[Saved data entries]
⟨

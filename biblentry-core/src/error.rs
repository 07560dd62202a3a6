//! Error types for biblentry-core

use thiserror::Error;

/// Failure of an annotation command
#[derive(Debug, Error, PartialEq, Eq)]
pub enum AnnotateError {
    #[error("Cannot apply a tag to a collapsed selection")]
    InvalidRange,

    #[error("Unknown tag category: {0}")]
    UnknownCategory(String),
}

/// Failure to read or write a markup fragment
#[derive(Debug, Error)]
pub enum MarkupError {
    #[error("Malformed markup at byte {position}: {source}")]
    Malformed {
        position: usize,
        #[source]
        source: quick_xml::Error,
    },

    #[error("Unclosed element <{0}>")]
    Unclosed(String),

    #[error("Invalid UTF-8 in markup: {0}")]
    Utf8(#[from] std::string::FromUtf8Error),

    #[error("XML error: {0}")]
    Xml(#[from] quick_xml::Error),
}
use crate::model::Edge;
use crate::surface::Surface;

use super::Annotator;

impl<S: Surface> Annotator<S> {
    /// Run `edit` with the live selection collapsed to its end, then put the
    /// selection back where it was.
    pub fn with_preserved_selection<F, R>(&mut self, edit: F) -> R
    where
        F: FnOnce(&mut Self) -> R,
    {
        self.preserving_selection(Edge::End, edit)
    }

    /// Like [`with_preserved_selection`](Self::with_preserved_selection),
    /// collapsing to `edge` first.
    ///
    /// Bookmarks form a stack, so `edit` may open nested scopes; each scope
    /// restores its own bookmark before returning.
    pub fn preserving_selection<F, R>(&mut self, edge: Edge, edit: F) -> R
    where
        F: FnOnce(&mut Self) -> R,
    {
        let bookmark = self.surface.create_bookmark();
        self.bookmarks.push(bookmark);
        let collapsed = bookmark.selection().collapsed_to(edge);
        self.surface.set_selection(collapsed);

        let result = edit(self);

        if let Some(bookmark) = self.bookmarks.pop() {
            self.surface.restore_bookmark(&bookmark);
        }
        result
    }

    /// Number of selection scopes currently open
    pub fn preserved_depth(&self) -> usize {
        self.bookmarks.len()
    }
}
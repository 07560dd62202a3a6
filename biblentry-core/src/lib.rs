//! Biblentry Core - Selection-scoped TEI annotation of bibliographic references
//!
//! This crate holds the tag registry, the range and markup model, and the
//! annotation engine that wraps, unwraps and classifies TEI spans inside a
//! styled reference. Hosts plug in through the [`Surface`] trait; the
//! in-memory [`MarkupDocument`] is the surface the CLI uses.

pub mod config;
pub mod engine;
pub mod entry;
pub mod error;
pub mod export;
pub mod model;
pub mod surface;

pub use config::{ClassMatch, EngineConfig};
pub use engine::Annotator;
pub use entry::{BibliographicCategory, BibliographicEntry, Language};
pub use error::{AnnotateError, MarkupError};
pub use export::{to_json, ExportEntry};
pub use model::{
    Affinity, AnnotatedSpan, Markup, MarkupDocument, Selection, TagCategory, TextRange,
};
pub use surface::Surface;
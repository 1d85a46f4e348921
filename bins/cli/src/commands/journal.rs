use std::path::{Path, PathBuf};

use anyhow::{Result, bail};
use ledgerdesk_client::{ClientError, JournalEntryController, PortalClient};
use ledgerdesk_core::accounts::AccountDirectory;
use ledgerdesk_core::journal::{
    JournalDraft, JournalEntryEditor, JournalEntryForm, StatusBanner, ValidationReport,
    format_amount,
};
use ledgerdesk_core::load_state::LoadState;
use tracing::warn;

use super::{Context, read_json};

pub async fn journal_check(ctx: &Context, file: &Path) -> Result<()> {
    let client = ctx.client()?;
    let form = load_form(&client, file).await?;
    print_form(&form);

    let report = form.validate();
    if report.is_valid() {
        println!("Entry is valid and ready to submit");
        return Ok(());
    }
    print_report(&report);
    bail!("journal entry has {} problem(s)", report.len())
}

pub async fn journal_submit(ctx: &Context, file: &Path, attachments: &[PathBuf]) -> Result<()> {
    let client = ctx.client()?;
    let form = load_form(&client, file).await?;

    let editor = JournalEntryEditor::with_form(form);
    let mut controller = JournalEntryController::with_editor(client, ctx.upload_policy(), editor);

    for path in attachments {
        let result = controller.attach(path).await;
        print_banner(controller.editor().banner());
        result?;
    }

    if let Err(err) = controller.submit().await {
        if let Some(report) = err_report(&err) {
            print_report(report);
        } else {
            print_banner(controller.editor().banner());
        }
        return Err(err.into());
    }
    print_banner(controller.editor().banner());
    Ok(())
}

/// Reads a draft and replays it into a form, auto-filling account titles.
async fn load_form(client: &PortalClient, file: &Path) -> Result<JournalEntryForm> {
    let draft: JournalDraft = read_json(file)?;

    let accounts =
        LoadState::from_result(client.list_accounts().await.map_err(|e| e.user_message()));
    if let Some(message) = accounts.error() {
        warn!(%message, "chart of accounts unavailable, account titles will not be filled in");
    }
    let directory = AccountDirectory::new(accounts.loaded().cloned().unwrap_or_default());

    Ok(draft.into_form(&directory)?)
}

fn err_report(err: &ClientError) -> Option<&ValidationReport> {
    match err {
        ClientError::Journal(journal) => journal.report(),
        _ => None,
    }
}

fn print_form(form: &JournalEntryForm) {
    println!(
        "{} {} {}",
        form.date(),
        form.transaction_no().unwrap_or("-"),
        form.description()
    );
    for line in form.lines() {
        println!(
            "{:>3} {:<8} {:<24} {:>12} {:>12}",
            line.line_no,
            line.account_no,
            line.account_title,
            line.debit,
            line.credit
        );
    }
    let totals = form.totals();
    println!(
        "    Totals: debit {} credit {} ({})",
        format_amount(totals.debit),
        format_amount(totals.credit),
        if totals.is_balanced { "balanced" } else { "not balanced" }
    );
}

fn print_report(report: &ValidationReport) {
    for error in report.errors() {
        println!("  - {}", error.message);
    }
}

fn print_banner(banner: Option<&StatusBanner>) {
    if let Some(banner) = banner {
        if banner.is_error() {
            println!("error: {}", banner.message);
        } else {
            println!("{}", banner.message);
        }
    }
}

⟩
⟨

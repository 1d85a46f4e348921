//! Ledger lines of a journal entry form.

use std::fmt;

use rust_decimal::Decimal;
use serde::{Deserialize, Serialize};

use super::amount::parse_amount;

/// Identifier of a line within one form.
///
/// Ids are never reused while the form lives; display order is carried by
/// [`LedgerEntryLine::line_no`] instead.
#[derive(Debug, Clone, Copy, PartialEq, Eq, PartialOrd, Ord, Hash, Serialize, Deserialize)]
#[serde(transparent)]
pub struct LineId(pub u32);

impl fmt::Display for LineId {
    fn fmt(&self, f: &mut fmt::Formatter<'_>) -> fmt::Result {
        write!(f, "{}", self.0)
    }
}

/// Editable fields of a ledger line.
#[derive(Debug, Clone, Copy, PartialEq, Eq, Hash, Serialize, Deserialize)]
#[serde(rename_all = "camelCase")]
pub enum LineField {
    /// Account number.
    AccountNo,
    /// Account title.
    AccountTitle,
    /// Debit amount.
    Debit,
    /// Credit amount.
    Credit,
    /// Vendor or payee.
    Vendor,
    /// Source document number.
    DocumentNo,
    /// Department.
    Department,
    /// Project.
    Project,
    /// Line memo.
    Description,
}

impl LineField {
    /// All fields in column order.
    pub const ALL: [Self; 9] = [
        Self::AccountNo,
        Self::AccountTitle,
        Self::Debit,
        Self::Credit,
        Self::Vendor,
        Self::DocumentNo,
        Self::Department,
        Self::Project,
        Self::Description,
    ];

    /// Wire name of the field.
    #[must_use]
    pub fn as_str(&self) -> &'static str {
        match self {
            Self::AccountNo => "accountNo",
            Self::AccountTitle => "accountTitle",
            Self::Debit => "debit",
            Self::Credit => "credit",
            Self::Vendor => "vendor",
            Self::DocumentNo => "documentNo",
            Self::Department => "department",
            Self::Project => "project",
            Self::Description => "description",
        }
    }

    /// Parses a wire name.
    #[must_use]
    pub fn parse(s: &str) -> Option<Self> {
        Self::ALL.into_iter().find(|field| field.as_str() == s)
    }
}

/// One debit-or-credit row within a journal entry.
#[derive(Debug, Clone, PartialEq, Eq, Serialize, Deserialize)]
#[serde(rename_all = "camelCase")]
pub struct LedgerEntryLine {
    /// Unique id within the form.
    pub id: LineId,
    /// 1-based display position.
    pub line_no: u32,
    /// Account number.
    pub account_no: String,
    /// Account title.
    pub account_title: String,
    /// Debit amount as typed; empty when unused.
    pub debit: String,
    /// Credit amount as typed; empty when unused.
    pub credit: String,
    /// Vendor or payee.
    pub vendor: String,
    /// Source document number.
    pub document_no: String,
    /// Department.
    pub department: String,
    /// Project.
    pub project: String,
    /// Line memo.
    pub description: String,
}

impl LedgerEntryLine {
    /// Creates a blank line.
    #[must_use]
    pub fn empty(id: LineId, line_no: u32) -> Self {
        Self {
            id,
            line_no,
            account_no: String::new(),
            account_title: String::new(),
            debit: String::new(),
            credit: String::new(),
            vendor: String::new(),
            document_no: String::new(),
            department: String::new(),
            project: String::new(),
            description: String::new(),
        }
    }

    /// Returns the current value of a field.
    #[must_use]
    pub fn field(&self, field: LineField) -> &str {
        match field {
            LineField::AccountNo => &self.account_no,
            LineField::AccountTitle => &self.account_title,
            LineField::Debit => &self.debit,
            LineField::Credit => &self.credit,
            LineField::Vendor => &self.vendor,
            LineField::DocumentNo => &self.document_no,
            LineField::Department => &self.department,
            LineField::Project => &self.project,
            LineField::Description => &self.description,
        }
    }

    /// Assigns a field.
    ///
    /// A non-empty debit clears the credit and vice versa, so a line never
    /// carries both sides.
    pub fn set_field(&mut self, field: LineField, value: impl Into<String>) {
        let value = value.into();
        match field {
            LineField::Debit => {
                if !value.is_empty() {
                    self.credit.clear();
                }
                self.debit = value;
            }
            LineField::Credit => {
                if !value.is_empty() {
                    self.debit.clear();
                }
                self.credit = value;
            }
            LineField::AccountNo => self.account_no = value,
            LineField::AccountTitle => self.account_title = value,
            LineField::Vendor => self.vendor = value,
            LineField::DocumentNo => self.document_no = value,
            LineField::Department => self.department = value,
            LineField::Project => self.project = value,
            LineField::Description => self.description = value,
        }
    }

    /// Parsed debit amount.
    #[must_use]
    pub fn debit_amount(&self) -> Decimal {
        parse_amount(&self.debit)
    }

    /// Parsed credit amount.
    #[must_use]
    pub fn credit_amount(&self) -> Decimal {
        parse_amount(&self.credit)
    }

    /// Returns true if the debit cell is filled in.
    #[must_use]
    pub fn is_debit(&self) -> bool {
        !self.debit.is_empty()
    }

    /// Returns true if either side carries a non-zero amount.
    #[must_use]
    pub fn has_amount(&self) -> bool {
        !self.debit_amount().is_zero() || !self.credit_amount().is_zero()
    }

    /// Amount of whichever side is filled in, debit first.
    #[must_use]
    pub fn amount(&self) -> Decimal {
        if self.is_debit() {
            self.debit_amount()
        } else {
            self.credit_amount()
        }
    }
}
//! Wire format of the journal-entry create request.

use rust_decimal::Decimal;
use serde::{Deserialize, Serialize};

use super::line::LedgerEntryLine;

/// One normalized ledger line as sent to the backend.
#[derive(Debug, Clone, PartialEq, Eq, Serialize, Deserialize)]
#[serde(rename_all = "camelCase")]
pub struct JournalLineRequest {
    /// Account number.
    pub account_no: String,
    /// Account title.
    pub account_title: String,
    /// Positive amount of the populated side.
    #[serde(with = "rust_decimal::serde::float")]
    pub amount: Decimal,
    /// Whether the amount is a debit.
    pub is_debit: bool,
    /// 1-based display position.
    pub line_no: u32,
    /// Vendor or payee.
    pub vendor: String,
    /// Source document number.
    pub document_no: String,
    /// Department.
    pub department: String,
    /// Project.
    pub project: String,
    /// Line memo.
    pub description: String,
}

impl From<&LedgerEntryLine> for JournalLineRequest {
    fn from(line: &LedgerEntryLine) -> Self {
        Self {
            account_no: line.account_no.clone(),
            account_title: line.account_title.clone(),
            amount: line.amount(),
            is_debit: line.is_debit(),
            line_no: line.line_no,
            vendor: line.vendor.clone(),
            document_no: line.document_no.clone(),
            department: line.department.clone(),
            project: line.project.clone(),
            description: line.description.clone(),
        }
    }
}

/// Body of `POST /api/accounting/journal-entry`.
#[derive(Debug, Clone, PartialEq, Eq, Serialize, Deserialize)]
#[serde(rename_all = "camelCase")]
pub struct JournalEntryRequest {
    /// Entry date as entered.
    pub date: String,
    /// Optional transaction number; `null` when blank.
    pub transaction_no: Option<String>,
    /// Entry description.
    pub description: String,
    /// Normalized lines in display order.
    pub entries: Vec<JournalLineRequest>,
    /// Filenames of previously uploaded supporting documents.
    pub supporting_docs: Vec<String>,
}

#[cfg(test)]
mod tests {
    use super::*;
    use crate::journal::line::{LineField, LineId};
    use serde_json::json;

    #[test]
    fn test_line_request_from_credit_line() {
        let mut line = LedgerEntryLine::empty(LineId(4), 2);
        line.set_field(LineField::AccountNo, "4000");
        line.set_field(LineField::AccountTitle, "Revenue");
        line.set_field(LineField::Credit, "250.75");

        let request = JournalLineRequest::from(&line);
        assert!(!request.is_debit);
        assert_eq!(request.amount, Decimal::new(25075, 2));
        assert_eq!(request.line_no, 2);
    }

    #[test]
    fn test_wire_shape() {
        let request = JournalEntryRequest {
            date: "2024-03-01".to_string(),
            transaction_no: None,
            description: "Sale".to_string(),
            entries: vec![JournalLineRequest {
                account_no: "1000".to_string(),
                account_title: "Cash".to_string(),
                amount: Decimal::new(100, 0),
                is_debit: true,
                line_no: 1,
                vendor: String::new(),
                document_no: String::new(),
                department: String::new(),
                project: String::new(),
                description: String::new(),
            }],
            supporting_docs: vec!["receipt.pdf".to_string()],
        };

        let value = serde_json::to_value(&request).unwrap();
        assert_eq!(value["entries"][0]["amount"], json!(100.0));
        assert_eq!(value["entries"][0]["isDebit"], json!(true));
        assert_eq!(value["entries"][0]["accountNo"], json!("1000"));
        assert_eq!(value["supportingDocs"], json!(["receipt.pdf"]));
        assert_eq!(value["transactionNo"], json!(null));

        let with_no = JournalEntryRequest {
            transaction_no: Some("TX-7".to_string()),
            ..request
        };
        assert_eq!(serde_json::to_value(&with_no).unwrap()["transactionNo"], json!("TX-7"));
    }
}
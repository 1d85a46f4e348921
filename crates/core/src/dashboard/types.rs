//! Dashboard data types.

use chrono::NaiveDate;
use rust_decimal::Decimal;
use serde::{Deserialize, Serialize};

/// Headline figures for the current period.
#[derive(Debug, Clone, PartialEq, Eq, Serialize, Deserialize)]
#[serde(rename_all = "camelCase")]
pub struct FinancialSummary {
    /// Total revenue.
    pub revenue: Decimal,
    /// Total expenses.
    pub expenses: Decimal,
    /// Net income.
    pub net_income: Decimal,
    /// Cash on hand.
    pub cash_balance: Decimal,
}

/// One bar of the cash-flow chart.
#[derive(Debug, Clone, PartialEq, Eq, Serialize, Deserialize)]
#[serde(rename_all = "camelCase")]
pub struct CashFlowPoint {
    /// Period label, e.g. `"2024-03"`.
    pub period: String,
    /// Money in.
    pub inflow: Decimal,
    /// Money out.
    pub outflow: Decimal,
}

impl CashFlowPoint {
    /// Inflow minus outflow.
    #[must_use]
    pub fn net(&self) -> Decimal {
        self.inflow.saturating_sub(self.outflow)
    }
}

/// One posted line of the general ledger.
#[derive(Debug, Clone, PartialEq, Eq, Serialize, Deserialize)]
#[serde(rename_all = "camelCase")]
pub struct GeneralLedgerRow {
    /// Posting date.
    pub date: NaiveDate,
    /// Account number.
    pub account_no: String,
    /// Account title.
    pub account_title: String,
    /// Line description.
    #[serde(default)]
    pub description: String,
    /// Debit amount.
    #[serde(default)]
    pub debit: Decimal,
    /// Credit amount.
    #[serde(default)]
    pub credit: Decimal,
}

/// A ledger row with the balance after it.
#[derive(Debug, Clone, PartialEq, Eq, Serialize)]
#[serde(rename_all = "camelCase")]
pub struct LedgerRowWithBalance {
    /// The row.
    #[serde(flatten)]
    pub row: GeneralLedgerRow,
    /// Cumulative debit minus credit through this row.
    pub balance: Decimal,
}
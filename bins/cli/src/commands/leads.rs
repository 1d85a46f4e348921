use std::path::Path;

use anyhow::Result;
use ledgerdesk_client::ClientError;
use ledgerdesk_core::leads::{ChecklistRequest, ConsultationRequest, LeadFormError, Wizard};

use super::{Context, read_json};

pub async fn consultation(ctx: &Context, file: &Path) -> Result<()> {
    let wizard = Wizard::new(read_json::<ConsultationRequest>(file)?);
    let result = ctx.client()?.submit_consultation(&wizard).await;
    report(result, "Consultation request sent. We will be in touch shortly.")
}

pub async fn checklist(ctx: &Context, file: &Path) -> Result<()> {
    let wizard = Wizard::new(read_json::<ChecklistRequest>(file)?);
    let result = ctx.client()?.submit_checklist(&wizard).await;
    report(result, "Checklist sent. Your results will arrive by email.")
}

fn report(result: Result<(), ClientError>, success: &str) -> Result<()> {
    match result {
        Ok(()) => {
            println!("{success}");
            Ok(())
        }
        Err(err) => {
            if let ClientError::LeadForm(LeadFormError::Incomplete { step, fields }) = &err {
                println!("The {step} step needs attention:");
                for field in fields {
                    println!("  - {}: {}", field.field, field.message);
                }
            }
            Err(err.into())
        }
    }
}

⟩

### Task instructions:
The required answer is the exact run of lines above starting at the line with "the general ledger." and ending at the line with "balance after it.", with both ends present.

### Solution for this exercise:
/// One posted line of the general ledger.
#[derive(Debug, Clone, PartialEq, Eq, Serialize, Deserialize)]
#[serde(rename_all = "camelCase")]
pub struct GeneralLedgerRow {
    /// Posting date.
    pub date: NaiveDate,
    /// Account number.
    pub account_no: String,
    /// Account title.
    pub account_title: String,
    /// Line description.
    #[serde(default)]
    pub description: String,
    /// Debit amount.
    #[serde(default)]
    pub debit: Decimal,
    /// Credit amount.
    #[serde(default)]
    pub credit: Decimal,
}

/// A ledger row with the balance after it.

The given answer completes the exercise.